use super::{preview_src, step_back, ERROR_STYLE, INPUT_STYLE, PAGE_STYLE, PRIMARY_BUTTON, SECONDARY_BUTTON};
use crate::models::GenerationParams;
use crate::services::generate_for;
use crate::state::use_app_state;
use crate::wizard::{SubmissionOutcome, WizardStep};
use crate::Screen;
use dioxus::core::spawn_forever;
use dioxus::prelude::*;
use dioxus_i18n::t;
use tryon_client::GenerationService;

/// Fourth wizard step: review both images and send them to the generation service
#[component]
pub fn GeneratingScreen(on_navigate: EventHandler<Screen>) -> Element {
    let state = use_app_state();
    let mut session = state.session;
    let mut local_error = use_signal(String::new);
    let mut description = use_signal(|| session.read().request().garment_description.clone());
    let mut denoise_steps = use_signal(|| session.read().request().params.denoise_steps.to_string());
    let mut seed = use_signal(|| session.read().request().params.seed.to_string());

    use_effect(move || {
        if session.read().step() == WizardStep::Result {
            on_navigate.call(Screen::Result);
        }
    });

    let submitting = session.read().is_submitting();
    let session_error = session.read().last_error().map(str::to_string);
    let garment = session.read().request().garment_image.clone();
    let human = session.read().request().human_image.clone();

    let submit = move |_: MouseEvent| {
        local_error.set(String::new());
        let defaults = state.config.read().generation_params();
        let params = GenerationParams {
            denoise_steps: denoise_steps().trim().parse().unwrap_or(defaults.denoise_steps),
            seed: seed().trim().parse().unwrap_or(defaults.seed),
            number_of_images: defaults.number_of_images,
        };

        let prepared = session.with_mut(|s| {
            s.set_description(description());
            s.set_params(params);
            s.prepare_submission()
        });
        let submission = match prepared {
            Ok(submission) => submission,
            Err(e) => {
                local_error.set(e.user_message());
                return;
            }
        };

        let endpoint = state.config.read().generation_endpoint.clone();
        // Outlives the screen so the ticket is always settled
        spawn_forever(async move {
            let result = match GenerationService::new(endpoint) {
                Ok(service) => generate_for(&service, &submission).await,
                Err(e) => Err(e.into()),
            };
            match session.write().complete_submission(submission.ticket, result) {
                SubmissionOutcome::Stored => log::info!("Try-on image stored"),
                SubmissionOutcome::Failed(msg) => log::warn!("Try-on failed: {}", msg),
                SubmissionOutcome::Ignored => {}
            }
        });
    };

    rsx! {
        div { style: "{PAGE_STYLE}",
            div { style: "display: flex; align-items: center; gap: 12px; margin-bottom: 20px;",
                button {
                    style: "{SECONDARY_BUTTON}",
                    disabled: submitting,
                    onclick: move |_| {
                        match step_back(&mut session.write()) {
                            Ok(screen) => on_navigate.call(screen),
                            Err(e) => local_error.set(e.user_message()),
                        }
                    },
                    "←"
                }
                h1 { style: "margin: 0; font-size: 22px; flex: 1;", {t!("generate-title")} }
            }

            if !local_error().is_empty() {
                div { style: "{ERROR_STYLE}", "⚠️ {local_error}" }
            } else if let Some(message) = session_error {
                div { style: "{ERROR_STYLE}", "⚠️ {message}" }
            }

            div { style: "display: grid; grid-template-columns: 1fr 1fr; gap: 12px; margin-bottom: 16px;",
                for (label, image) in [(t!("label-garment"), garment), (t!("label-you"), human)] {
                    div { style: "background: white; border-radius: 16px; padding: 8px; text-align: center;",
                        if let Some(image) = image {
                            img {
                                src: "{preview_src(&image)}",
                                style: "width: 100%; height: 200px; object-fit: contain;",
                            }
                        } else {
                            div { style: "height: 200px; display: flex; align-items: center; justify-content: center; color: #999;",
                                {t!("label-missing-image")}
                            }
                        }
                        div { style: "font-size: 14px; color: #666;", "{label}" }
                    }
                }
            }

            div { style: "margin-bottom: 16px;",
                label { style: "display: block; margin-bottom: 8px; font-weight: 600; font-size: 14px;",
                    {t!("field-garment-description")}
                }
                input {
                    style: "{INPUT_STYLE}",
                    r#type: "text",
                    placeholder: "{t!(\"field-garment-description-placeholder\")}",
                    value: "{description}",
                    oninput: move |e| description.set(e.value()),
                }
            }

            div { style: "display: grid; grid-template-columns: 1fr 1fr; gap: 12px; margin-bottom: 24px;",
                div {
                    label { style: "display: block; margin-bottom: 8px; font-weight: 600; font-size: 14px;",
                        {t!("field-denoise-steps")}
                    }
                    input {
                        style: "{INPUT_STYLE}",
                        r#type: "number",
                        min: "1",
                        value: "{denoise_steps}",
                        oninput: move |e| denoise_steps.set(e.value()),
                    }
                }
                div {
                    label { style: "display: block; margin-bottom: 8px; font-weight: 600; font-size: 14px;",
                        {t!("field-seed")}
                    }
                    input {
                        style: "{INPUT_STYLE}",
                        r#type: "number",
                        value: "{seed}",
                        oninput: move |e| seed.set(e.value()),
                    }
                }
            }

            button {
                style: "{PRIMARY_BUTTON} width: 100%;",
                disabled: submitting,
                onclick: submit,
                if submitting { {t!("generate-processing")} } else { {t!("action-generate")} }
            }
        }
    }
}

※

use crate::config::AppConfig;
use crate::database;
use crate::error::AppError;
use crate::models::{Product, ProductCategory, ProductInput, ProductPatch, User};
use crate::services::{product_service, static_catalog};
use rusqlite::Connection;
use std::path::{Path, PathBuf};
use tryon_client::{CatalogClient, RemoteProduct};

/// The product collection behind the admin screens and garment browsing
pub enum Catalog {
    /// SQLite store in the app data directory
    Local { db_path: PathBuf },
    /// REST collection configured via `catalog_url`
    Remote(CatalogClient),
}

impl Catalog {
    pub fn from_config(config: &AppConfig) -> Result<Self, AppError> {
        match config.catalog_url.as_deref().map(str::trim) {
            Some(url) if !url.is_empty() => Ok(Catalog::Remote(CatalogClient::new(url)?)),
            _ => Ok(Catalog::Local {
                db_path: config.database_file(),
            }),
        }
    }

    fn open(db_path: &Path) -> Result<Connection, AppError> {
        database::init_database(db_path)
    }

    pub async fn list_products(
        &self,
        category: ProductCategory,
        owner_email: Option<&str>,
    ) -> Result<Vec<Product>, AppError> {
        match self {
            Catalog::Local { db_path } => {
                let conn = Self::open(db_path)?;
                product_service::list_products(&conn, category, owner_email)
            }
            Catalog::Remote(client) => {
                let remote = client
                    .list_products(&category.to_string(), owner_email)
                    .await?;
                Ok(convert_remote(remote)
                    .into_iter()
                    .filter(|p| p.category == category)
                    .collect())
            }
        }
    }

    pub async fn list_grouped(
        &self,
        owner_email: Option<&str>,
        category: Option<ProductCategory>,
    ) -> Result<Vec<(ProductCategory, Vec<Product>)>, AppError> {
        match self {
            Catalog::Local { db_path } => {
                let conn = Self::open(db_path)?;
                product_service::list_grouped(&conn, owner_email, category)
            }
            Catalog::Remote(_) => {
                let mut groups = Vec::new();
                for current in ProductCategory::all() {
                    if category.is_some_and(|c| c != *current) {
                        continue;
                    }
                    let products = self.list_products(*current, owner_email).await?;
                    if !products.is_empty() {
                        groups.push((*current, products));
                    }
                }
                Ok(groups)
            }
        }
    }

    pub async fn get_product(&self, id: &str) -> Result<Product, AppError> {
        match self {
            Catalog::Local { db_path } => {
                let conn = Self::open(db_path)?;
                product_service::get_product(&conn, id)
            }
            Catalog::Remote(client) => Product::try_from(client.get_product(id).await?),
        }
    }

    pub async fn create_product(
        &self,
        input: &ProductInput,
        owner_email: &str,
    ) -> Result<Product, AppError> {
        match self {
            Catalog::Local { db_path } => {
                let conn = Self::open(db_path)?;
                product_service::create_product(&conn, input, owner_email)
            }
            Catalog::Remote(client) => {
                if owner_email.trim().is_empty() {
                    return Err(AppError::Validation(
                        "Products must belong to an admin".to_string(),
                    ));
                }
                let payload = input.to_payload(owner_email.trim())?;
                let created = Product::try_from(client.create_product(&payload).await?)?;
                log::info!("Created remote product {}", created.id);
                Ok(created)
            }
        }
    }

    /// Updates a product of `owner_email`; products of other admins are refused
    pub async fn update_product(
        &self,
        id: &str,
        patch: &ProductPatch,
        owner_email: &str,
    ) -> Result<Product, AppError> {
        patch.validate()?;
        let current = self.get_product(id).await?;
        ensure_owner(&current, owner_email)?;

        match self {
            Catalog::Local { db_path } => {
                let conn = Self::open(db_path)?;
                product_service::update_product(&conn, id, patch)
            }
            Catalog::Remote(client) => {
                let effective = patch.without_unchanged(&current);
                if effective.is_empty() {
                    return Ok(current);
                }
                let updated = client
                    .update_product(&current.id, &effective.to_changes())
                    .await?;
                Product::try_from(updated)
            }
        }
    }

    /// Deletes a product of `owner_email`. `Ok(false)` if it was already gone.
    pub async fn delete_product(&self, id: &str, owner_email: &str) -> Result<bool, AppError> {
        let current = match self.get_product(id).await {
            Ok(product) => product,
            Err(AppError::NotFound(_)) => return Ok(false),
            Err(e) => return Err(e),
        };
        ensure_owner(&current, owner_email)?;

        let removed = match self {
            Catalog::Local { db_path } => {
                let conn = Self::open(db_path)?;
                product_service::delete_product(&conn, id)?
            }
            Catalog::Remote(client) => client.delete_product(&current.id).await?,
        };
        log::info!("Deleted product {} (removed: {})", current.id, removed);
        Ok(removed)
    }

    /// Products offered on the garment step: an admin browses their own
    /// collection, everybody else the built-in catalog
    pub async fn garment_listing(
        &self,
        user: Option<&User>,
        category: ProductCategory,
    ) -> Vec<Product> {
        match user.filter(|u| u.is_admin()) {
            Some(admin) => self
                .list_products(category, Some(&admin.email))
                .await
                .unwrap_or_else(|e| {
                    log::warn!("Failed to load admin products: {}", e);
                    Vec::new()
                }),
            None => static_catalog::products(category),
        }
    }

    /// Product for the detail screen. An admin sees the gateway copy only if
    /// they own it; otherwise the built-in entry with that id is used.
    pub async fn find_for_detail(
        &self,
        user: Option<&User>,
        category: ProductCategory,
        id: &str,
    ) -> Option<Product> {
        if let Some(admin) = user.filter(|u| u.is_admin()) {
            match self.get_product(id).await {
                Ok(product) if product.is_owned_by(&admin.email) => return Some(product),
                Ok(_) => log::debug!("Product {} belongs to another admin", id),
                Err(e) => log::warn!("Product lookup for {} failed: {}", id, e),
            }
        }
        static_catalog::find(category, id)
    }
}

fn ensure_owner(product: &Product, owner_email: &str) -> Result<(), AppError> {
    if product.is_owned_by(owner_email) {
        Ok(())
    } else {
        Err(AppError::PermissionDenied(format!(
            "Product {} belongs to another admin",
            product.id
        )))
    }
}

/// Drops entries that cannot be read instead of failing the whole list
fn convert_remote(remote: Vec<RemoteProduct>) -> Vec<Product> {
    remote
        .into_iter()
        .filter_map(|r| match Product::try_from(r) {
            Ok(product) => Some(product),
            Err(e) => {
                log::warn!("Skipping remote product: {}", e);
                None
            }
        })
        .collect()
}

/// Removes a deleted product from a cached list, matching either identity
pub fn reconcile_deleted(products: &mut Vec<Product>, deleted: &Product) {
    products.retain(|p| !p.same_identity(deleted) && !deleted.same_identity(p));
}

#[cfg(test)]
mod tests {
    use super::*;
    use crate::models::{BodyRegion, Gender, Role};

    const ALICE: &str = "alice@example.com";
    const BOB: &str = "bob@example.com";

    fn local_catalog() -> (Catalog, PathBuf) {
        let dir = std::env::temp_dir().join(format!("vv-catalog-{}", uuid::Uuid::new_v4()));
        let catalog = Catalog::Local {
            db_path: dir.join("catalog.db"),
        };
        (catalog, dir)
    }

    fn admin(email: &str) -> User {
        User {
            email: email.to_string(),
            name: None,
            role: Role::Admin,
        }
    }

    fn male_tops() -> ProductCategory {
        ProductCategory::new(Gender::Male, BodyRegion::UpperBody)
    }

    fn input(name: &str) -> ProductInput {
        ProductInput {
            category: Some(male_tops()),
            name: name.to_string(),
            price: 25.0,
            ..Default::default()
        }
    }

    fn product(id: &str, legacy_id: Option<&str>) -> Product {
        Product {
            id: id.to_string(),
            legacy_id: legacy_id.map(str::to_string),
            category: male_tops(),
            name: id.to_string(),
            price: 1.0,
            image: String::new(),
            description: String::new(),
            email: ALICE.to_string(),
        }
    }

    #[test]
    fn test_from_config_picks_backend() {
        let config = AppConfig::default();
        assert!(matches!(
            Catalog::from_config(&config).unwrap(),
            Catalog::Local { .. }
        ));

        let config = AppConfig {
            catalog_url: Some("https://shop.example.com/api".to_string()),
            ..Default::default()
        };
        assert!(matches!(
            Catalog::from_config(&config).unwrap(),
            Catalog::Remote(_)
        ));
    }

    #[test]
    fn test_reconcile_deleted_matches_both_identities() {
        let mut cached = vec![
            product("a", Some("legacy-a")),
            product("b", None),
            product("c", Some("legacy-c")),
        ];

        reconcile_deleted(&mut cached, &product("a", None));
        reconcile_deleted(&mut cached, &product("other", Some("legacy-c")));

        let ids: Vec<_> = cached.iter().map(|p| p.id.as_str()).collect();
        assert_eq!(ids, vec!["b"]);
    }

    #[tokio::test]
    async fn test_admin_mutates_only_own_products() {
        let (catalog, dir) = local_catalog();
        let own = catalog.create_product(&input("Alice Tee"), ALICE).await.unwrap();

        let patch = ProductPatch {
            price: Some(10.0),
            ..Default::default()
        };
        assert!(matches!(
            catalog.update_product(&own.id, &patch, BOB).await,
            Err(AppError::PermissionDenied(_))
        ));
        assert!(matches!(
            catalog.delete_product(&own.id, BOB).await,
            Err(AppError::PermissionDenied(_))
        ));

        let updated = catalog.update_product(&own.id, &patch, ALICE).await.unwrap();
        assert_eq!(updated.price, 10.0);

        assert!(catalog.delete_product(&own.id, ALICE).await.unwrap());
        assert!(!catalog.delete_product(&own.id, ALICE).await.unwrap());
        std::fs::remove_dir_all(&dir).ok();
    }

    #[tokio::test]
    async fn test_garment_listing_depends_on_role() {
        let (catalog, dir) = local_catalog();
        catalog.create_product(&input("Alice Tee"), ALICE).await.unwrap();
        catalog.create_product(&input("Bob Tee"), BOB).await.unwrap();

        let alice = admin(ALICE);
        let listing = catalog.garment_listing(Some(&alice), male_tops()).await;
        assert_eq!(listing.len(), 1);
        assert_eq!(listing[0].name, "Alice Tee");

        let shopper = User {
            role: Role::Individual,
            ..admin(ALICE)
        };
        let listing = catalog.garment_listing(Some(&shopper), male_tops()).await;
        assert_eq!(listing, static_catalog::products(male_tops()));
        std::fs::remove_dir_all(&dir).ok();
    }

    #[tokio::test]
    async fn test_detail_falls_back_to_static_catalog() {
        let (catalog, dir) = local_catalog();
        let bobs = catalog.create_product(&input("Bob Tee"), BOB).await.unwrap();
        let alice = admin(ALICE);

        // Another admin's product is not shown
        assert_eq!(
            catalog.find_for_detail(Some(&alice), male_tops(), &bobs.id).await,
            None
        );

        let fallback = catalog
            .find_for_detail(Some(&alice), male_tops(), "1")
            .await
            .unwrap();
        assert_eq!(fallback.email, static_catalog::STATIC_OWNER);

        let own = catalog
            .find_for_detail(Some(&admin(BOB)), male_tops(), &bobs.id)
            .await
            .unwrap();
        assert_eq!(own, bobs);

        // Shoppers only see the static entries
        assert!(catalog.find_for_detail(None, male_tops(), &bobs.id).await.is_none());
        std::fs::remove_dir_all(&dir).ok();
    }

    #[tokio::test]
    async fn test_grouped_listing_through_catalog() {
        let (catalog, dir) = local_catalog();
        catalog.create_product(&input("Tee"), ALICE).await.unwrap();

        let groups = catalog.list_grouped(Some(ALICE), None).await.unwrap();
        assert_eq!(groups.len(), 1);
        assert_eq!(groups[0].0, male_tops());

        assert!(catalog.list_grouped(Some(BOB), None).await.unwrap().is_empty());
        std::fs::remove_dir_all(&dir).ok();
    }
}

※

About this task. Check every line above for the word "width" and copy those that have it.

Exercise output.
                                style: "width: 100%; height: 200px; object-fit: contain;",
                style: "{PRIMARY_BUTTON} width: 100%;",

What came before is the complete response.